I don't eat enough "filling" foods. Grains, protein etc. I don't believe that there is such thing about eating too much fruit and veggies however, I need to fill myself more with more satisfying foods.

Why I should be "healthy" vs "skinny".

I will be happier.
I will feel stronger.
I will live without health related problems- where now you aren't being "healthy".
I will be energetic where now- not so much.

When I finally get to this point I will hopefully not have these obsessions in my head.. :/

There should be more to life!!

A new beginning:;

In exchange for turning down a great opportunity- I will blog to beat my OCD and anxiety.

Currently my OCD obsessions revolve around money and food/exercise.

I also have trouble with a mild depression, pleasing people, and worrying about not being perfect or doing the right thing.

The last few weeks I have been depressed for no reason and have been stuck in a rut.

The weather has been horrible, and have been working a lot.

All and all I sick of being unhappy and want that to change.

I want to feel happy and not worry so much.

I have a problem feeling guilty when I spend money. I love having money and HATE spending it. However, it gets in the way when I don't have things I actually need and find myself returning things after I buy them because I think I don't really need them. That's a problem I need to fix.

I have a fear of becoming fat. Therefore, I make myself a certain amount of times a week and eat really healthy for most of the time. The problem- I think about food and exercise constantly and make that run my life..

I need to find what it is that makes me HAPPY. In all areas of my life not just my OCD problems. Because honestly- I don't know what that is. :/ (that makes me happy).

I may have "lost" years with OCD running my life and hell- it's not over. But all I can do is look at the positive side and deal with it but ITS LIFE. It's not easy..

Honestly, there is no certain road I have to take down life. There is no certain "schedule" you have to go by. You choose everything and anything YOU want and there is no one to tell you "no".
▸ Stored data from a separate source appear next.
//! End-to-end tests of the `dashvars` binary.

use assert_cmd::Command;
use dashvars::test_utils::SnapshotFixture;
use predicates::prelude::*;
use tempfile::TempDir;

/// Binary invocation isolated from the user's configuration and terminal.
fn dashvars(temp: &TempDir) -> Command {
    let mut cmd = Command::cargo_bin("dashvars").unwrap();
    cmd.current_dir(temp.path())
        .env("DASHVARS_CONFIG_PATH", temp.path().join("no-config.toml"))
        .env("NO_COLOR", "1")
        .env_remove("RUST_LOG");
    cmd
}

fn write_config(temp: &TempDir, content: &str) -> std::path::PathBuf {
    let path = temp.path().join("config.toml");
    std::fs::write(&path, content).unwrap();
    path
}

#[test]
fn test_deps_prints_load_order_and_tree() {
    let temp = TempDir::new().unwrap();
    let snapshot = SnapshotFixture::chained().write_to(temp.path()).unwrap();

    dashvars(&temp)
        .arg("deps")
        .arg(&snapshot)
        .assert()
        .success()
        .stdout(predicate::str::contains("1. region (custom)"))
        .stdout(predicate::str::contains("2. host (query)"))
        .stdout(predicate::str::contains("3. service (query)"))
        .stdout(predicate::str::contains("└── service\n    └── host\n        └── region"));
}

#[test]
fn test_deps_rejects_cycles() {
    let temp = TempDir::new().unwrap();
    let snapshot = SnapshotFixture::cyclic().write_to(temp.path()).unwrap();

    dashvars(&temp)
        .arg("deps")
        .arg(&snapshot)
        .assert()
        .failure()
        .stderr(predicate::str::contains("Circular dependency detected"));
}

#[test]
fn test_keys_uses_configured_namespace() {
    let temp = TempDir::new().unwrap();
    let snapshot = SnapshotFixture::chained().write_to(temp.path()).unwrap();

    dashvars(&temp)
        .arg("keys")
        .arg(&snapshot)
        .assert()
        .success()
        .stdout(predicate::str::contains("host\tdashboard-variable/host/region\n"))
        .stdout(predicate::str::contains("service\tdashboard-variable/service/host\n"));

    let config = write_config(&temp, "cache_namespace = \"team\"\n");
    dashvars(&temp)
        .arg("--config")
        .arg(&config)
        .arg("keys")
        .arg(&snapshot)
        .assert()
        .success()
        .stdout(predicate::str::contains("host\tteam/host/region\n"));
}

#[test]
fn test_resolve_applies_defaults() {
    let temp = TempDir::new().unwrap();
    let snapshot = SnapshotFixture::chained().write_to(temp.path()).unwrap();

    dashvars(&temp)
        .arg("resolve")
        .arg(&snapshot)
        .assert()
        .success()
        .stdout(predicate::str::contains("region [custom] = eu"))
        .stdout(predicate::str::contains("host [query] = h1,h2 (all)"))
        .stdout(predicate::str::contains("options: h1, h2"))
        .stdout(predicate::str::contains("service [query] = api"));
}

#[test]
fn test_resolve_cascades_selection() {
    let temp = TempDir::new().unwrap();
    let snapshot = SnapshotFixture::chained().write_to(temp.path()).unwrap();

    dashvars(&temp)
        .arg("resolve")
        .arg(&snapshot)
        .args(["--select", "region=us"])
        .assert()
        .success()
        .stdout(predicate::str::contains("host [query] = h3 (all)"))
        .stdout(predicate::str::contains("service [query] = db"));
}

#[test]
fn test_resolve_json_output() {
    let temp = TempDir::new().unwrap();
    let snapshot = SnapshotFixture::chained().write_to(temp.path()).unwrap();

    let output = dashvars(&temp)
        .arg("resolve")
        .arg(&snapshot)
        .args(["--format", "json"])
        .output()
        .unwrap();
    assert!(output.status.success());

    let views: serde_json::Value = serde_json::from_slice(&output.stdout).unwrap();
    let views = views.as_array().unwrap();
    assert_eq!(views.len(), 3);
    assert_eq!(views[1]["name"], "host");
    assert_eq!(views[1]["all_selected"], true);
    assert_eq!(views[1]["selected_value"], serde_json::json!(["h1", "h2"]));
    assert_eq!(views[2]["is_locked"], false);
}

#[test]
fn test_resolve_rejects_value_outside_options() {
    let temp = TempDir::new().unwrap();
    let snapshot = SnapshotFixture::chained().write_to(temp.path()).unwrap();

    dashvars(&temp)
        .arg("resolve")
        .arg(&snapshot)
        .args(["--select", "region=asia"])
        .assert()
        .failure()
        .stderr(predicate::str::contains("Value 'asia' is not an option of variable 'region'"));
}

#[test]
fn test_resolve_suggests_similar_variable() {
    let temp = TempDir::new().unwrap();
    let snapshot = SnapshotFixture::chained().write_to(temp.path()).unwrap();

    dashvars(&temp)
        .arg("resolve")
        .arg(&snapshot)
        .args(["--select", "regoin=us"])
        .assert()
        .failure()
        .stderr(predicate::str::contains("Variable 'regoin' not found"))
        .stderr(predicate::str::contains("Did you mean: region?"));
}

#[test]
fn test_resolve_textbox_with_short_debounce() {
    let temp = TempDir::new().unwrap();
    let snapshot = SnapshotFixture::with_textbox().write_to(temp.path()).unwrap();
    let config = write_config(&temp, "debounce_ms = 5\n");

    dashvars(&temp)
        .arg("--config")
        .arg(&config)
        .arg("resolve")
        .arg(&snapshot)
        .assert()
        .success()
        .stdout(predicate::str::contains(
            "Please make sure the query is valid and dependent variables are selected",
        ));

    dashvars(&temp)
        .arg("--config")
        .arg(&config)
        .arg("resolve")
        .arg(&snapshot)
        .args(["--select", "search=web"])
        .assert()
        .success()
        .stdout(predicate::str::contains("search [textbox] = web"))
        .stdout(predicate::str::contains("results [query] = web-1"));
}

#[test]
fn test_resolve_invalid_format() {
    let temp = TempDir::new().unwrap();
    let snapshot = SnapshotFixture::chained().write_to(temp.path()).unwrap();

    dashvars(&temp)
        .arg("resolve")
        .arg(&snapshot)
        .args(["--format", "yaml"])
        .assert()
        .failure()
        .stderr(predicate::str::contains("Invalid format 'yaml'"));
}

#[test]
fn test_missing_snapshot_file() {
    let temp = TempDir::new().unwrap();

    dashvars(&temp)
        .arg("deps")
        .arg("absent.toml")
        .assert()
        .failure()
        .stderr(predicate::str::contains("Failed to read snapshot"));
}

#[test]
fn test_malformed_config_names_the_config_file() {
    let temp = TempDir::new().unwrap();
    let snapshot = SnapshotFixture::chained().write_to(temp.path()).unwrap();
    let config = write_config(&temp, "debounce_ms = \n");

    dashvars(&temp)
        .arg("--config")
        .arg(&config)
        .arg("keys")
        .arg(&snapshot)
        .assert()
        .failure()
        .stderr(predicate::str::contains("Failed to parse resolver config from"))
        .stderr(predicate::str::contains("dashboard snapshot").not());
}
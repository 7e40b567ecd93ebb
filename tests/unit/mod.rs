//! Unit tests of the resolution building blocks through the public API
//!
//! ```bash
//! cargo test --test unit
//! ```
//!
//! - **templating**: reference extraction and cache keys
//! - **selection**: option reconciliation, cascade defaults, and the commit gate

mod selection;
mod templating;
So hear I go.. small steps to happiness.

Sunday, March 13, 2011

So frustrated

I am so frustrated right now that my thoughts will be scrambled and random. I have had a miserable last two days and I am not sure why. It could be hormone related- who knows. I am too much of a perfectionist and it drives me crazy. I want my OCD to go away forever and ever. But it wont. I came across to OCD related blogs and they were very inspirational to read. I am glad to know I am not alone in this world that feels the same way I do. They can truly understand and relate whereas my family really can't. They can try to understand but trying is the only possibility. Right now I honestly feel completely lost and dysfunctional. I feel like people are judging me at work. I don't know what it is I truly want in life. I don't know what is my OCD and what isn't. I feel lost. Completely lost. How the hell do I find myself, and what I am supposed to do in this world if my OCD has taken over? How do I deceiver the difference? Who-knows. But will I find a way. I sure hope so. Taking it one day at a time is the only possibility right now. I know this. I just hope this funk I am in goes the hell away. I honestly can’t think straight.

Things to remember:

Life isn’t a race. Slow the hell down.
Cherish everyday- don’t take life so seriously.
Schedule things if it helps.
Be healthy in everyway possible.
Avoid your OCD with your family.
Manage your time, and include a social life.
Get up with a positive attitude and make it last.